EX-10.4(A) 22 dex104a.htm RYERSON ANNUAL INCENTIVE PLAN Ryerson Annual Incentive Plan

EXHIBIT 10.4(a)

RYERSON

ANNUAL INCENTIVE PLAN

(As amended through March 10, 2007)

 

1. Purpose

The purpose of the Ryerson Annual Incentive Plan (the “Plan”) is to promote the interests of Ryerson Inc. (the “Company”) and its stockholders by (i) attracting and retaining salaried employees of outstanding ability; (ii) strengthening the Company’s capability to develop, maintain and direct a competent employee population; (iii) motivating salaried employees, by means of performance-related incentives, to achieve financial rewards; (iv) providing annual incentive compensation opportunities which are competitive with those of other major corporations; and (v) enabling salaried employees to participate in the growth and financial success of the Company. The provisions of the Plan as set forth herein constitute an amendment and restatement of the Plan as in effect immediately prior to January 22, 2003, the “Effective Date” hereof.

 

2. Definitions

“Affiliate” means any corporation or other entity which is not a Subsidiary but as to which the Company possesses a direct or indirect ownership interest and has power to exercise management control.

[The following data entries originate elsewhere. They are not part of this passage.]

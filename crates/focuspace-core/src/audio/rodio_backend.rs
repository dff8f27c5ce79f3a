//! rodio output backend.
//!
//! rodio's output stream is not `Send`, so a dedicated `audio-engine`
//! thread owns the stream and one `Sink` per loaded sound. The backend
//! handle talks to it over a command channel.

use std::collections::HashMap;
use std::fs::File;
use std::io::BufReader;
use std::path::{Path, PathBuf};
use std::sync::mpsc::{self, Receiver, Sender};
use std::sync::{Arc, Mutex};
use std::thread;

use rodio::source::EmptyCallback;
use rodio::{Decoder, OutputStream, OutputStreamHandle, Sink};
use tracing::{debug, warn};

use super::backend::{AudioBackend, EndedCallback, PlaybackHandle, TrackEnd};
use crate::error::AudioError;

type Callbacks = Arc<Mutex<HashMap<u64, EndedCallback>>>;

enum AudioCommand {
    Load {
        id: u64,
        path: PathBuf,
        reply: Sender<Result<(), AudioError>>,
    },
    Play(u64),
    Pause(u64),
    Resume(u64),
    Stop(u64),
    SetVolume(u64, f32),
    SetMaster(f32),
}

pub struct RodioBackend {
    asset_root: PathBuf,
    tx: Option<Sender<AudioCommand>>,
    next_id: u64,
    callbacks: Callbacks,
}

impl RodioBackend {
    /// Relative sound uris are resolved against `asset_root`.
    pub fn new(asset_root: impl Into<PathBuf>) -> Self {
        Self {
            asset_root: asset_root.into(),
            tx: None,
            next_id: 0,
            callbacks: Arc::new(Mutex::new(HashMap::new())),
        }
    }

    fn resolve(&self, uri: &str) -> PathBuf {
        let path = Path::new(uri);
        if path.is_absolute() {
            path.to_path_buf()
        } else {
            self.asset_root.join(path)
        }
    }

    fn ensure_thread(&mut self) -> Result<Sender<AudioCommand>, AudioError> {
        if let Some(tx) = &self.tx {
            return Ok(tx.clone());
        }

        let (tx, rx) = mpsc::channel::<AudioCommand>();
        let callbacks = self.callbacks.clone();
        thread::Builder::new()
            .name("audio-engine".to_string())
            .spawn(move || run_engine(rx, callbacks))
            .map_err(|e| AudioError::Playback(e.to_string()))?;

        self.tx = Some(tx.clone());
        Ok(tx)
    }

    fn send(&mut self, cmd: AudioCommand) -> Result<(), AudioError> {
        let tx = self.ensure_thread()?;
        tx.send(cmd).map_err(|_| AudioError::NoDevice)
    }
}

impl AudioBackend for RodioBackend {
    /// Blocks until the audio thread has opened and decoded the file.
    fn load(&mut self, uri: &str) -> Result<PlaybackHandle, AudioError> {
        self.next_id += 1;
        let id = self.next_id;
        let path = self.resolve(uri);
        let (reply, answer) = mpsc::channel();
        self.send(AudioCommand::Load { id, path, reply })?;
        answer
            .recv()
            .map_err(|_| AudioError::NoDevice)?
            .map_err(|e| match e {
                AudioError::Load { message, .. } => AudioError::Load {
                    uri: uri.to_string(),
                    message,
                },
                other => other,
            })?;
        Ok(PlaybackHandle(id))
    }

    fn play(&mut self, handle: PlaybackHandle) -> Result<(), AudioError> {
        self.send(AudioCommand::Play(handle.0))
    }

    fn pause(&mut self, handle: PlaybackHandle) -> Result<(), AudioError> {
        self.send(AudioCommand::Pause(handle.0))
    }

    fn resume(&mut self, handle: PlaybackHandle) -> Result<(), AudioError> {
        self.send(AudioCommand::Resume(handle.0))
    }

    fn stop(&mut self, handle: PlaybackHandle) {
        if let Ok(mut callbacks) = self.callbacks.lock() {
            callbacks.remove(&handle.0);
        }
        if let Some(tx) = &self.tx {
            let _ = tx.send(AudioCommand::Stop(handle.0));
        }
    }

    fn on_ended(&mut self, handle: PlaybackHandle, callback: EndedCallback) {
        if let Ok(mut callbacks) = self.callbacks.lock() {
            callbacks.insert(handle.0, callback);
        }
    }

    fn set_volume(&mut self, handle: PlaybackHandle, volume: f32) {
        let _ = self.send(AudioCommand::SetVolume(handle.0, volume));
    }

    fn set_master_volume(&mut self, volume: f32) {
        let _ = self.send(AudioCommand::SetMaster(volume));
    }
}

struct Voice {
    sink: Sink,
    volume: f32,
}

fn run_engine(rx: Receiver<AudioCommand>, callbacks: Callbacks) {
    let (_stream, stream_handle) = match OutputStream::try_default() {
        Ok(pair) => pair,
        Err(e) => {
            warn!(error = %e, "no audio output device, sounds are disabled");
            while let Ok(cmd) = rx.recv() {
                if let AudioCommand::Load { reply, .. } = cmd {
                    let _ = reply.send(Err(AudioError::NoDevice));
                }
            }
            return;
        }
    };

    let mut voices: HashMap<u64, Voice> = HashMap::new();
    let mut master = 1.0_f32;

    while let Ok(cmd) = rx.recv() {
        // Drop sinks whose sources have all played out.
        voices.retain(|_, v| !v.sink.empty());

        match cmd {
            AudioCommand::Load { id, path, reply } => {
                let result = open_voice(&stream_handle, &path, id, master, callbacks.clone())
                    .map(|voice| {
                        voices.insert(id, voice);
                    });
                let _ = reply.send(result);
            }
            AudioCommand::Play(id) | AudioCommand::Resume(id) => {
                if let Some(v) = voices.get(&id) {
                    v.sink.play();
                }
            }
            AudioCommand::Pause(id) => {
                if let Some(v) = voices.get(&id) {
                    v.sink.pause();
                }
            }
            AudioCommand::Stop(id) => {
                if let Some(v) = voices.remove(&id) {
                    v.sink.stop();
                }
            }
            AudioCommand::SetVolume(id, volume) => {
                if let Some(v) = voices.get_mut(&id) {
                    v.volume = volume.clamp(0.0, 1.0);
                    v.sink.set_volume(v.volume * master);
                }
            }
            AudioCommand::SetMaster(volume) => {
                master = volume.clamp(0.0, 1.0);
                for v in voices.values() {
                    v.sink.set_volume(v.volume * master);
                }
            }
        }
    }
    debug!("audio engine thread exiting");
}

fn open_voice(
    stream: &OutputStreamHandle,
    path: &Path,
    id: u64,
    master: f32,
    callbacks: Callbacks,
) -> Result<Voice, AudioError> {
    let load_error = |message: String| AudioError::Load {
        uri: path.display().to_string(),
        message,
    };
    let file = File::open(path).map_err(|e| load_error(e.to_string()))?;
    let decoder = Decoder::new(BufReader::new(file)).map_err(|e| load_error(e.to_string()))?;
    let sink = Sink::try_new(stream).map_err(|e| AudioError::Playback(e.to_string()))?;
    sink.pause();
    sink.set_volume(master);
    sink.append(decoder);
    sink.append(EmptyCallback::<f32>::new(Box::new(move || {
        let callback = callbacks.lock().ok().and_then(|mut map| map.remove(&id));
        if let Some(cb) = callback {
            cb(TrackEnd::Finished);
        }
    })));
    Ok(Voice { sink, volume: 1.0 })
}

“Award” means an amount for an Award Period determined to be payable to a Participant under the Plan.

“Award Period” means such calendar quarters or calendar years as the Committee may establish from time to time with respect to any applicable salary grade designation, to any Corporate Unit or to a combination of these factors.

“Award Schedule” means the schedule to be used for determining Awards as established by the Committee and set forth in the Addendum to the Plan applicable to the Corporate Unit covered thereby.

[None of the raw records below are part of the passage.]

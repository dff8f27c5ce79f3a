//! Audio backend seam.
//!
//! The audio session manager drives playback only through [`AudioBackend`],
//! so the real output (rodio) and the in-memory backend used for headless
//! runs and tests are interchangeable.

use std::collections::{HashMap, HashSet};
use std::sync::{Arc, Mutex, MutexGuard};

use crate::error::AudioError;

/// Opaque handle to one loaded sound.
#[derive(Debug, Clone, Copy, PartialEq, Eq, Hash)]
pub struct PlaybackHandle(pub u64);

/// How a sound stopped on its own.
#[derive(Debug, Clone, PartialEq, Eq)]
pub enum TrackEnd {
    Finished,
    Failed(AudioError),
}

/// Invoked at most once when a sound ends without being stopped.
pub type EndedCallback = Box<dyn FnOnce(TrackEnd) + Send + 'static>;

/// Low-level playback operations.
///
/// Backends report the end of a sound exactly once through the registered
/// callback and never call it after `stop`.
pub trait AudioBackend: Send {
    /// May block while the sound is decoded.
    fn load(&mut self, uri: &str) -> Result<PlaybackHandle, AudioError>;

    fn play(&mut self, handle: PlaybackHandle) -> Result<(), AudioError>;

    fn pause(&mut self, handle: PlaybackHandle) -> Result<(), AudioError>;

    fn resume(&mut self, handle: PlaybackHandle) -> Result<(), AudioError>;

    /// Halt and release the sound. Unknown handles are ignored.
    fn stop(&mut self, handle: PlaybackHandle);

    fn on_ended(&mut self, handle: PlaybackHandle, callback: EndedCallback);

    /// Per-sound volume in `0.0..=1.0`.
    fn set_volume(&mut self, _handle: PlaybackHandle, _volume: f32) {}

    /// Global output volume in `0.0..=1.0`, applied on top of per-sound volume.
    fn set_master_volume(&mut self, _volume: f32) {}
}

// ── In-memory backend ────────────────────────────────────────────────

#[derive(Debug, Clone, Copy, PartialEq, Eq)]
pub enum SoundStatus {
    Loaded,
    Playing,
    Paused,
    Stopped,
    Ended,
}

/// Calls recorded by [`MemoryBackend`], keyed by uri for readable asserts.
#[derive(Debug, Clone, PartialEq, Eq)]
pub enum BackendCall {
    Load(String),
    Play(String),
    Pause(String),
    Resume(String),
    Stop(String),
}

struct MemorySound {
    uri: String,
    status: SoundStatus,
    volume: f32,
    on_ended: Option<EndedCallback>,
}

struct MemoryState {
    next_id: u64,
    sounds: HashMap<u64, MemorySound>,
    calls: Vec<BackendCall>,
    failing_uris: HashSet<String>,
    reject_playback: bool,
    master_volume: f32,
}

impl Default for MemoryState {
    fn default() -> Self {
        Self {
            next_id: 0,
            sounds: HashMap::new(),
            calls: Vec::new(),
            failing_uris: HashSet::new(),
            reject_playback: false,
            master_volume: 1.0,
        }
    }
}

/// Backend that produces no sound and lets the caller decide when sounds
/// end or fail.
///
/// Test double for the audio session: it keeps every sound and call it has
/// seen. Clones share state.
#[derive(Clone, Default)]
pub struct MemoryBackend {
    state: Arc<Mutex<MemoryState>>,
}

impl MemoryBackend {
    pub fn new() -> Self {
        Self::default()
    }

    fn lock(&self) -> MutexGuard<'_, MemoryState> {
        self.state.lock().unwrap_or_else(|poisoned| poisoned.into_inner())
    }

    /// Make every later `load` of `uri` fail.
    pub fn fail_loads(&self, uri: &str) {
        self.lock().failing_uris.insert(uri.to_string());
    }

    /// Make `play` and `resume` fail, as a browser autoplay policy would.
    pub fn reject_playback(&self, reject: bool) {
        self.lock().reject_playback = reject;
    }

    pub fn calls(&self) -> Vec<BackendCall> {
        self.lock().calls.clone()
    }

    pub fn clear_calls(&self) {
        self.lock().calls.clear();
    }

    /// Handles of sounds currently playing, oldest first.
    pub fn playing(&self) -> Vec<(PlaybackHandle, String)> {
        let state = self.lock();
        let mut playing: Vec<_> = state
            .sounds
            .iter()
            .filter(|(_, s)| s.status == SoundStatus::Playing)
            .map(|(id, s)| (PlaybackHandle(*id), s.uri.clone()))
            .collect();
        playing.sort_by_key(|(h, _)| h.0);
        playing
    }

    pub fn status(&self, handle: PlaybackHandle) -> Option<SoundStatus> {
        self.lock().sounds.get(&handle.0).map(|s| s.status)
    }

    pub fn volume(&self, handle: PlaybackHandle) -> Option<f32> {
        self.lock().sounds.get(&handle.0).map(|s| s.volume)
    }

    pub fn master_volume(&self) -> f32 {
        self.lock().master_volume
    }

    /// Let `handle` play to its natural end. Returns whether a callback fired.
    pub fn finish(&self, handle: PlaybackHandle) -> bool {
        self.end(handle, TrackEnd::Finished)
    }

    /// Fail `handle` mid-playback. Returns whether a callback fired.
    pub fn fail(&self, handle: PlaybackHandle, message: &str) -> bool {
        self.end(handle, TrackEnd::Failed(AudioError::Playback(message.to_string())))
    }

    fn end(&self, handle: PlaybackHandle, how: TrackEnd) -> bool {
        let callback = {
            let mut state = self.lock();
            match state.sounds.get_mut(&handle.0) {
                Some(sound) if sound.status != SoundStatus::Stopped => {
                    sound.status = SoundStatus::Ended;
                    sound.on_ended.take()
                }
                _ => None,
            }
        };
        match callback {
            Some(cb) => {
                cb(how);
                true
            }
            None => false,
        }
    }

    fn transition(
        &mut self,
        handle: PlaybackHandle,
        record: fn(String) -> BackendCall,
        to: SoundStatus,
        gated: bool,
    ) -> Result<(), AudioError> {
        let mut guard = self.lock();
        let state = &mut *guard;
        let reject = gated && state.reject_playback;
        let sound = state
            .sounds
            .get_mut(&handle.0)
            .ok_or(AudioError::UnknownHandle(handle.0))?;
        let uri = sound.uri.clone();
        if reject {
            state.calls.push(record(uri));
            return Err(AudioError::Playback("playback not allowed".into()));
        }
        sound.status = to;
        state.calls.push(record(uri));
        Ok(())
    }
}

impl AudioBackend for MemoryBackend {
    fn load(&mut self, uri: &str) -> Result<PlaybackHandle, AudioError> {
        let mut state = self.lock();
        state.calls.push(BackendCall::Load(uri.to_string()));
        if state.failing_uris.contains(uri) {
            return Err(AudioError::Load {
                uri: uri.to_string(),
                message: "decode failed".into(),
            });
        }
        state.next_id += 1;
        let id = state.next_id;
        state.sounds.insert(
            id,
            MemorySound {
                uri: uri.to_string(),
                status: SoundStatus::Loaded,
                volume: 1.0,
                on_ended: None,
            },
        );
        Ok(PlaybackHandle(id))
    }

    fn play(&mut self, handle: PlaybackHandle) -> Result<(), AudioError> {
        self.transition(handle, BackendCall::Play, SoundStatus::Playing, true)
    }

    fn pause(&mut self, handle: PlaybackHandle) -> Result<(), AudioError> {
        self.transition(handle, BackendCall::Pause, SoundStatus::Paused, false)
    }

    fn resume(&mut self, handle: PlaybackHandle) -> Result<(), AudioError> {
        self.transition(handle, BackendCall::Resume, SoundStatus::Playing, true)
    }

    fn stop(&mut self, handle: PlaybackHandle) {
        let mut guard = self.lock();
        let state = &mut *guard;
        if let Some(sound) = state.sounds.get_mut(&handle.0) {
            sound.status = SoundStatus::Stopped;
            sound.on_ended = None;
            let uri = sound.uri.clone();
            state.calls.push(BackendCall::Stop(uri));
        }
    }

    fn on_ended(&mut self, handle: PlaybackHandle, callback: EndedCallback) {
        if let Some(sound) = self.lock().sounds.get_mut(&handle.0) {
            sound.on_ended = Some(callback);
        }
    }

    fn set_volume(&mut self, handle: PlaybackHandle, volume: f32) {
        if let Some(sound) = self.lock().sounds.get_mut(&handle.0) {
            sound.volume = volume.clamp(0.0, 1.0);
        }
    }

    fn set_master_volume(&mut self, volume: f32) {
        self.lock().master_volume = volume.clamp(0.0, 1.0);
    }
}

/// Backend for builds without audio output.
///
/// Hands out fresh handles and keeps nothing else, so a long session uses
/// constant memory. Sounds never end, which leaves the playlist parked on
/// its current file.
#[derive(Debug, Default)]
pub struct SilentBackend {
    next_id: u64,
}

impl SilentBackend {
    pub fn new() -> Self {
        Self::default()
    }
}

impl AudioBackend for SilentBackend {
    fn load(&mut self, _uri: &str) -> Result<PlaybackHandle, AudioError> {
        self.next_id = self.next_id.wrapping_add(1);
        Ok(PlaybackHandle(self.next_id))
    }

    fn play(&mut self, _handle: PlaybackHandle) -> Result<(), AudioError> {
        Ok(())
    }

    fn pause(&mut self, _handle: PlaybackHandle) -> Result<(), AudioError> {
        Ok(())
    }

    fn resume(&mut self, _handle: PlaybackHandle) -> Result<(), AudioError> {
        Ok(())
    }

    fn stop(&mut self, _handle: PlaybackHandle) {}

    fn on_ended(&mut self, _handle: PlaybackHandle, _callback: EndedCallback) {}
}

“Code” means the Internal Revenue Code of 1986, as amended.

“Committee” means the Compensation Committee of the Board of Directors of the Company.

“Corporate Unit” means the Company, Ryerson Heartland, Ryerson Pacific, Ryerson Chicago, Ryerson North, Ryerson Great Lakes, Ryerson South, Ryerson Coil Processing, Ryerson Canada/New England, Customer Solutions Team, and any Affiliate, other Subsidiary or any division or group of the Company or any Subsidiary designated as a Corporate Unit from time to time by the Committee of the Company.

“Employee” means an employee eligible to be designated as a Participant in the Plan.


“Named Executive Officer” means a Participant who is one of the group of “covered employees” as defined in the regulations promulgated under Section 162(m) of the Code.

“Participant” means an Employee who is designated by the Committee to be eligible to receive an Award under the Plan.

“Performance-Based Exception” means the performance-based exception from the deductibility limitations as set forth in Section 162(m) of the Code.

“Subsidiary” means any corporation in which the Company possesses directly or indirectly more than fifty percent (50%) of the total combined voting power of all classes of its stock.

“Target Award” means the percentage of a Participant’s base salary earnings or base annual salary for an Award Period as established by the Committee pursuant to paragraph 6 of the Plan and set forth in the Addendum to the Plan applicable to the Corporate Unit in which such Participant is employed.

“Threshold” means the minimum financial performance (established by the Committee and set forth in the Addendum to the Plan applicable to such Corporate Unit) required by a Corporate Unit before an Award may be paid to a Participant employed in such Corporate Unit.

 

3. Administration

The Plan shall be administered by the Committee. No member of the Committee shall be eligible to receive an Award while serving on the Committee. The Committee shall have the authority to interpret the Plan and to establish, amend and rescind rules and regulations for the administration of the Plan, and all such interpretations, rules and regulations shall be conclusive and binding on all persons. In addition, the Committee may delegate to one or more senior executive officers of the Company the right to administer the Plan as it pertains to employees who are not officers of the Company or of any other Corporate Unit. Subject to the provisions of paragraph 7 hereof, the Committee may impose such conditions on participation in and Awards under the Plan as it deems appropriate.

 

4. Eligibility

Except as otherwise provided by the Committee and subject to paragraph 9 hereof, all full-time salaried employees of a Corporate Unit as of the first day and the last day of an Award Period are eligible to be designated as Participants in the Plan for such Award Period; provided, however, that, with respect to Award Periods that extend for at least one year, individuals who are full-time salaried employees of a Corporate Unit on August 1 of the first year of the Award Period and the last day of the Award Period shall also be eligible to be designated as Participants in the Plan for such Award Period. Notwithstanding the foregoing, the Committee may adopt criteria restricting the number of full-time salaried employees of a Corporate Unit eligible to be designated as Participants in the Plan for any Award Period, which criteria shall be set forth in the Addendum to the Plan applicable to such Corporate Unit.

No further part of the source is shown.